Here’s question 3 of our exam:

Here is a fitted model from the Bangladesh analysis predicting whether a person with high-arsenic drinking water will switch wells, given the arsenic level in their existing well and the distance to the nearest safe well.

glm(formula = switch ~ dist100 + arsenic, family=binomial(link="logit"))
(Intercept)        0.00    0.08
dist100           -0.90    0.10
arsenic            0.46    0.04
n = 3020, k = 3

Compare two people who live the same distance from the nearest well but whose arsenic levels differ, with one person having an arsenic level of 0.5 and the other person having a level of 1.0. Approximately how much more likely is this second person to switch wells? Give an approximate estimate, standard error, and 95% interval.

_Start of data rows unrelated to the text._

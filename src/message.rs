use crate::DKIMError;

/// One header as received: folded lines joined, original casing and
/// whitespace retained, terminator normalized to CRLF.
#[derive(Debug, Clone, PartialEq)]
pub struct RawHeader {
    name: String,
    raw: Vec<u8>,
    colon: Option<usize>,
}

impl RawHeader {
    pub(crate) fn new(raw: Vec<u8>) -> Self {
        let first_line_end = raw
            .windows(2)
            .position(|w| w == b"\r\n")
            .unwrap_or(raw.len());
        let colon = raw[..first_line_end].iter().position(|&b| b == b':');
        let name_end = colon.unwrap_or(first_line_end);
        let name = String::from_utf8_lossy(&raw[..name_end]).trim().to_string();
        Self { name, raw, colon }
    }

    /// Field name with surrounding whitespace trimmed, original case.
    pub fn name(&self) -> &str {
        &self.name
    }

    /// The whole logical line: name, colon, folded value, CRLF.
    pub fn raw(&self) -> &[u8] {
        &self.raw
    }

    /// Bytes before the colon, untrimmed.
    pub fn name_bytes(&self) -> &[u8] {
        &self.raw[..self.colon.unwrap_or(self.raw.len())]
    }

    /// Everything after the colon, folding and terminator included.
    pub fn value_bytes(&self) -> &[u8] {
        match self.colon {
            Some(idx) => &self.raw[idx + 1..],
            None => b"",
        }
    }

    pub fn is_named(&self, name: &str) -> bool {
        self.name.eq_ignore_ascii_case(name)
    }
}

#[derive(Debug, Clone, PartialEq)]
pub enum MessageEvent {
    Header(RawHeader),
    EndOfHeaders,
    Body(Vec<u8>),
    End,
}

#[derive(Debug, PartialEq)]
enum Phase {
    Headers,
    Body,
    Done,
}

/// Incremental parser for an RFC-5322-shaped message. Bytes go in as
/// arbitrary chunks; logical events come out. Bare LF terminators are
/// rewritten to CRLF on the way through, so downstream canonicalization
/// only ever sees CRLF.
pub struct MessageParser {
    phase: Phase,
    line: Vec<u8>,
    pending: Option<Vec<u8>>,
    body_prev_cr: bool,
}

impl Default for MessageParser {
    fn default() -> Self {
        Self::new()
    }
}

impl MessageParser {
    pub fn new() -> Self {
        Self {
            phase: Phase::Headers,
            line: Vec::new(),
            pending: None,
            body_prev_cr: false,
        }
    }

    pub fn feed(&mut self, mut chunk: &[u8]) -> Result<Vec<MessageEvent>, DKIMError> {
        let mut events = Vec::new();

        while self.phase == Phase::Headers && !chunk.is_empty() {
            match memchr::memchr(b'\n', chunk) {
                Some(idx) => {
                    self.line.extend_from_slice(&chunk[..idx]);
                    chunk = &chunk[idx + 1..];
                    let line = std::mem::take(&mut self.line);
                    self.header_line(&line, &mut events)?;
                }
                None => {
                    self.line.extend_from_slice(chunk);
                    chunk = b"";
                }
            }
        }

        match self.phase {
            Phase::Headers => {}
            Phase::Body => {
                if !chunk.is_empty() {
                    events.push(MessageEvent::Body(self.normalize_body(chunk)));
                }
            }
            Phase::Done => {
                return Err(DKIMError::ParseError(
                    "data after end of message".to_owned(),
                ))
            }
        }

        Ok(events)
    }

    pub fn finish(&mut self) -> Result<Vec<MessageEvent>, DKIMError> {
        let mut events = Vec::new();
        match self.phase {
            Phase::Headers => {
                if !self.line.is_empty() {
                    let line = std::mem::take(&mut self.line);
                    self.header_line(&line, &mut events)?;
                }
                self.flush_pending(&mut events);
                events.push(MessageEvent::EndOfHeaders);
            }
            Phase::Body => {}
            Phase::Done => {
                return Err(DKIMError::ParseError(
                    "message already finished".to_owned(),
                ))
            }
        }
        self.phase = Phase::Done;
        events.push(MessageEvent::End);
        Ok(events)
    }

    /// `line` is one physical line without its LF; a trailing CR is
    /// stripped here, which is what turns bare-LF input into CRLF.
    fn header_line(
        &mut self,
        line: &[u8],
        events: &mut Vec<MessageEvent>,
    ) -> Result<(), DKIMError> {
        let content = match line.last() {
            Some(b'\r') => &line[..line.len() - 1],
            _ => line,
        };

        if content.is_empty() {
            self.flush_pending(events);
            events.push(MessageEvent::EndOfHeaders);
            self.phase = Phase::Body;
            return Ok(());
        }

        if content[0] == b' ' || content[0] == b'\t' {
            let pending = self.pending.as_mut().ok_or_else(|| {
                DKIMError::ParseError("continuation line with no preceding header".to_owned())
            })?;
            pending.extend_from_slice(content);
            pending.extend_from_slice(b"\r\n");
            return Ok(());
        }

        self.flush_pending(events);
        let mut raw = content.to_vec();
        raw.extend_from_slice(b"\r\n");
        self.pending = Some(raw);
        Ok(())
    }

    fn flush_pending(&mut self, events: &mut Vec<MessageEvent>) {
        if let Some(raw) = self.pending.take() {
            events.push(MessageEvent::Header(RawHeader::new(raw)));
        }
    }

    fn normalize_body(&mut self, chunk: &[u8]) -> Vec<u8> {
        let mut out = Vec::with_capacity(chunk.len());
        for &b in chunk {
            if b == b'\n' && !self.body_prev_cr {
                out.push(b'\r');
            }
            out.push(b);
            self.body_prev_cr = b == b'\r';
        }
        out
    }
}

And the solution to question 2:

2. A multiple-choice test item has four options. Assume that a student taking this question either knows the answer or does a pure guess. A random sample of 100 students take the item. 60% get it correct. Give an estimate and 95% confidence interval for the percentage in the population who know the answer.

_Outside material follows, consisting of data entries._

/// Mail signer. Use the [SignerBuilder] to build an instance.
impl Signer {
    /// Sign a message, returning the finished signature header line.
    /// The message streams through the same parser and canonicalizer
    /// pipeline verification uses.
    pub fn sign(&self, message: &[u8]) -> Result<String, DKIMError> {
        let mut parser = MessageParser::new();
        let mut events = parser.feed(message)?;
        events.extend(parser.finish()?);

        let mut headers: Vec<RawHeader> = Vec::new();
        let mut body_canon = BodyCanonicalizer::new(self.body_canonicalization);
        let mut body_hasher = LimitHasher::new(self.hash_algo, self.body_limit);
        // Legacy signatures share one digest between headers and body,
        // so the header half is hashed the moment headers end.
        let mut builder: Option<SignatureHeaderBuilder> = None;

        for event in events {
            match event {
                MessageEvent::Header(header) => headers.push(header),
                MessageEvent::EndOfHeaders => {
                    if self.kind == SignatureKind::DomainKey {
                        let legacy = self.header_builder()?;
                        let unsigned = legacy.clone().add_tag("b", "").build();
                        body_hasher.hash_unlimited(&self.canonical_headers(
                            &headers,
                            &unsigned.emit(false),
                        ));
                        builder = Some(legacy);
                    }
                }
                MessageEvent::Body(chunk) => body_canon.write(&chunk, &mut body_hasher),
                MessageEvent::End => {}
            }
        }
        body_canon.finish(&mut body_hasher);

        let (builder, digest) = match self.kind {
            SignatureKind::Dkim => {
                let body_hash = body_hasher.finalize();
                let builder = self.header_builder()?.add_tag("bh", &body_hash);
                let unsigned = builder.clone().add_tag("b", "").build();
                let header_bytes = self.canonical_headers(&headers, &unsigned.emit(false));
                (builder, digest_bytes(self.hash_algo, &header_bytes))
            }
            SignatureKind::DomainKey => {
                let builder = builder.expect("legacy builder set at end of headers");
                (builder, body_hasher.finalize_bytes())
            }
        };

        let signature = self.sign_digest(&digest)?;
        let signed = builder
            .add_tag("b", &general_purpose::STANDARD.encode(signature))
            .build();

        Ok(format!("{}: {}", self.kind.header_name(), signed.emit(true)))
    }

    /// Sign with the domain guard applied: messages whose Sender (or
    /// From) domain does not lie under the signing domain are skipped.
    pub fn sign_message(&self, message: &[u8]) -> Result<SigningOutcome, DKIMError> {
        let mut parser = MessageParser::new();
        let mut events = parser.feed(message)?;
        events.extend(parser.finish()?);
        let headers: Vec<RawHeader> = events
            .into_iter()
            .filter_map(|ev| match ev {
                MessageEvent::Header(h) => Some(h),
                _ => None,
            })
            .collect();

        let Some(origin) = message_origin(&headers) else {
            return Ok(SigningOutcome::Skipped("no sender or from address"));
        };
        let Some(domain) = origin.domain() else {
            return Ok(SigningOutcome::Skipped("origin address has no domain"));
        };
        if !domain_suffix_match(domain, &self.signing_domain) {
            return Ok(SigningOutcome::Skipped(
                "origin domain is outside the signing domain",
            ));
        }

        Ok(SigningOutcome::Signed(self.sign(message)?))
    }

    fn canonical_headers(&self, headers: &[RawHeader], sig_value: &str) -> Vec<u8> {
        canonical_headers(
            self.header_canonicalization,
            &self.signed_headers,
            headers,
            self.kind.header_name().as_bytes(),
            // the leading space appears in the final header line too
            format!(" {sig_value}").as_bytes(),
        )
    }

    fn header_builder(&self) -> Result<SignatureHeaderBuilder, DKIMError> {
        let canon = if self.header_canonicalization == self.body_canonicalization {
            self.header_canonicalization.canon_name().to_string()
        } else {
            format!(
                "{}/{}",
                self.header_canonicalization.canon_name(),
                self.body_canonicalization.canon_name()
            )
        };

        let mut builder = SignatureHeaderBuilder::new(self.kind);
        match self.kind {
            SignatureKind::Dkim => {
                builder = builder
                    .add_tag("v", "1")
                    .add_tag("a", self.hash_algo.algo_name())
                    .add_tag(
                        "c",
                        &format!(
                            "{}/{}",
                            self.header_canonicalization.canon_name(),
                            self.body_canonicalization.canon_name()
                        ),
                    )
                    .add_tag("d", &self.signing_domain)
                    .add_tag("s", &self.selector)
                    .set_signed_headers(&self.signed_headers);

                if let Some(identity) = &self.identity {
                    builder = builder.add_tag("i", identity);
                }
                if let Some(limit) = self.body_limit {
                    builder = builder.add_tag("l", &limit.to_string());
                }

                let time = self.time.unwrap_or_else(chrono::offset::Utc::now);
                builder = builder.set_time(time);
                if let Some(expiry) = self.expiry {
                    builder = builder.set_expiry(expiry)?;
                }
            }
            SignatureKind::DomainKey => {
                builder = builder
                    .add_tag("a", self.hash_algo.algo_name())
                    .add_tag("c", &canon)
                    .add_tag("d", &self.signing_domain)
                    .add_tag("q", "dns")
                    .add_tag("s", &self.selector)
                    .set_signed_headers(&self.signed_headers);
            }
        }
        Ok(builder)
    }

    fn sign_digest(&self, digest: &[u8]) -> Result<Vec<u8>, DKIMError> {
        match &self.private_key {
            DkimPrivateKey::Rsa(private_key) => private_key
                .sign(
                    match self.hash_algo {
                        HashAlgo::RsaSha1 => Pkcs1v15Sign::new::<Sha1>(),
                        HashAlgo::RsaSha256 => Pkcs1v15Sign::new::<Sha256>(),
                        algo => {
                            return Err(DKIMError::UnsupportedHashAlgorithm(
                                algo.algo_name().to_owned(),
                            ))
                        }
                    },
                    digest,
                )
                .map_err(|err| DKIMError::FailedToSign(err.to_string())),
            DkimPrivateKey::Ed25519(signing_key) => Ok(signing_key.sign(digest).to_bytes().to_vec()),
        }
    }
}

Let p be the proportion of students in the population who would get the question correct. p has an estimate of 0.6 and a standard error of sqrt(0.5^2/100) = 0.05.

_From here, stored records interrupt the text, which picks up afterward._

use crate::canonicalization::{canon_header_into, Type};
use crate::message::RawHeader;
use base64::engine::general_purpose;
use base64::Engine;
use sha1::{Digest as _, Sha1};
use sha2::Sha256;
use std::collections::HashMap;

#[derive(Debug, Clone, Copy, PartialEq, Eq)]
pub enum HashAlgo {
    RsaSha1,
    RsaSha256,
    Ed25519Sha256,
}

impl HashAlgo {
    pub fn algo_name(&self) -> &'static str {
        match self {
            Self::RsaSha1 => "rsa-sha1",
            Self::RsaSha256 => "rsa-sha256",
            Self::Ed25519Sha256 => "ed25519-sha256",
        }
    }

    /// Name of the digest half, as it appears in a key record's `h=`.
    pub fn hash_name(&self) -> &'static str {
        match self {
            Self::RsaSha1 => "sha1",
            Self::RsaSha256 | Self::Ed25519Sha256 => "sha256",
        }
    }

    /// Key type this algorithm pairs with, as in a key record's `k=`.
    pub fn key_type(&self) -> &'static str {
        match self {
            Self::RsaSha1 | Self::RsaSha256 => "rsa",
            Self::Ed25519Sha256 => "ed25519",
        }
    }
}

pub(crate) enum HashImpl {
    Sha1(Sha1),
    Sha256(Sha256),
    #[cfg(test)]
    Copy(Vec<u8>),
}

impl HashImpl {
    pub fn from_algo(algo: HashAlgo) -> Self {
        match algo {
            HashAlgo::RsaSha1 => Self::Sha1(Sha1::new()),
            HashAlgo::RsaSha256 | HashAlgo::Ed25519Sha256 => Self::Sha256(Sha256::new()),
        }
    }

    #[cfg(test)]
    pub fn copy_data() -> Self {
        Self::Copy(vec![])
    }

    pub fn hash(&mut self, bytes: &[u8]) {
        match self {
            Self::Sha1(hasher) => hasher.update(bytes),
            Self::Sha256(hasher) => hasher.update(bytes),
            #[cfg(test)]
            Self::Copy(data) => data.extend_from_slice(bytes),
        }
    }

    pub fn finalize(self) -> String {
        general_purpose::STANDARD.encode(self.finalize_bytes())
    }

    pub fn finalize_bytes(self) -> Vec<u8> {
        match self {
            Self::Sha1(hasher) => hasher.finalize().to_vec(),
            Self::Sha256(hasher) => hasher.finalize().to_vec(),
            #[cfg(test)]
            Self::Copy(data) => data,
        }
    }
}

/// Hasher that stops counting after `limit` bytes, implementing the
/// `l=` body length cap. Bytes beyond the limit are discarded.
pub(crate) struct LimitHasher {
    pub limit: usize,
    pub hashed: usize,
    pub hasher: HashImpl,
}

impl LimitHasher {
    pub fn new(algo: HashAlgo, limit: Option<usize>) -> Self {
        Self {
            hasher: HashImpl::from_algo(algo),
            limit: limit.unwrap_or(usize::MAX),
            hashed: 0,
        }
    }

    /// Seed the hasher with bytes not subject to the body limit; used
    /// by the legacy form where headers and body share one digest.
    pub fn hash_unlimited(&mut self, bytes: &[u8]) {
        self.hasher.hash(bytes);
    }

    pub fn hash(&mut self, bytes: &[u8]) {
        let remain = self.limit - self.hashed;
        let len = bytes.len().min(remain);
        self.hasher.hash(&bytes[..len]);
        self.hashed += len;
    }

    pub fn finalize(self) -> String {
        self.hasher.finalize()
    }

    pub fn finalize_bytes(self) -> Vec<u8> {
        self.hasher.finalize_bytes()
    }
}

pub(crate) fn digest_bytes(algo: HashAlgo, bytes: &[u8]) -> Vec<u8> {
    let mut hasher = HashImpl::from_algo(algo);
    hasher.hash(bytes);
    hasher.finalize_bytes()
}

/// Pick the headers covered by `h=`, in list order. Each name takes
/// the bottom-most occurrence not already used, which is the view the
/// signer had when a header is duplicated. Names listed more often
/// than present contribute nothing.
pub(crate) fn select_headers<'a>(
    signed_names: &[String],
    headers: &'a [RawHeader],
) -> Vec<&'a RawHeader> {
    let mut selected = vec![];
    let num_headers = headers.len();
    let mut last_index: HashMap<&str, usize> = HashMap::new();

    'outer: for name in signed_names {
        let index = *last_index.get(name.as_str()).unwrap_or(&num_headers);
        for (header_index, header) in headers
            .iter()
            .enumerate()
            .rev()
            .skip(num_headers - index)
        {
            if header.is_named(name) {
                selected.push(header);
                last_index.insert(name, header_index);
                continue 'outer;
            }
        }
        last_index.insert(name, 0);
    }

    selected
}

/// Assemble the canonical header stream for one signature: the signed
/// headers in `h=` order, then the signature header itself with its
/// `b=` value blanked, without a trailing CRLF.
pub(crate) fn canonical_headers(
    mode: Type,
    signed_names: &[String],
    headers: &[RawHeader],
    sig_name: &[u8],
    sig_value: &[u8],
) -> Vec<u8> {
    let mut out = Vec::new();
    for header in select_headers(signed_names, headers) {
        canon_header_into(mode, header.name_bytes(), header.value_bytes(), &mut out);
    }

    let mut sig = Vec::new();
    canon_header_into(mode, sig_name, sig_value, &mut sig);
    sig.truncate(sig.len().saturating_sub(2));
    out.extend_from_slice(&sig);
    out
}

Let theta be the proportion of students in the population who actually know the answer. Based on the description above, we can write:
p = theta + 0.25*(1 – theta) = 0.25 + 0.75*theta,
thus theta = (p – 0.25)/0.75.
This gives us an estimate of theta of (0.6 – 0.25)/0.75 = 0.47 and a standard error of 0.05/0.75 = 0.07.

Common mistakes

Most of the students had no idea what to do here, but some of them figured out how to solve for theta. None of them got the standard error correct. The students who figured out the estimate of 0.47 simply computed a standard error as sqrt(0.47*(1 – 0.47)/1000). Kinda frustrating. I’m not really sure how to teach this, although of course I could just assign this particular problem as homework and then maybe students would remember the general point about estimates and standard errors under transformations.

I’m also thinking this would be a good example to program up in Stan because then all these difficulties are handled automatically.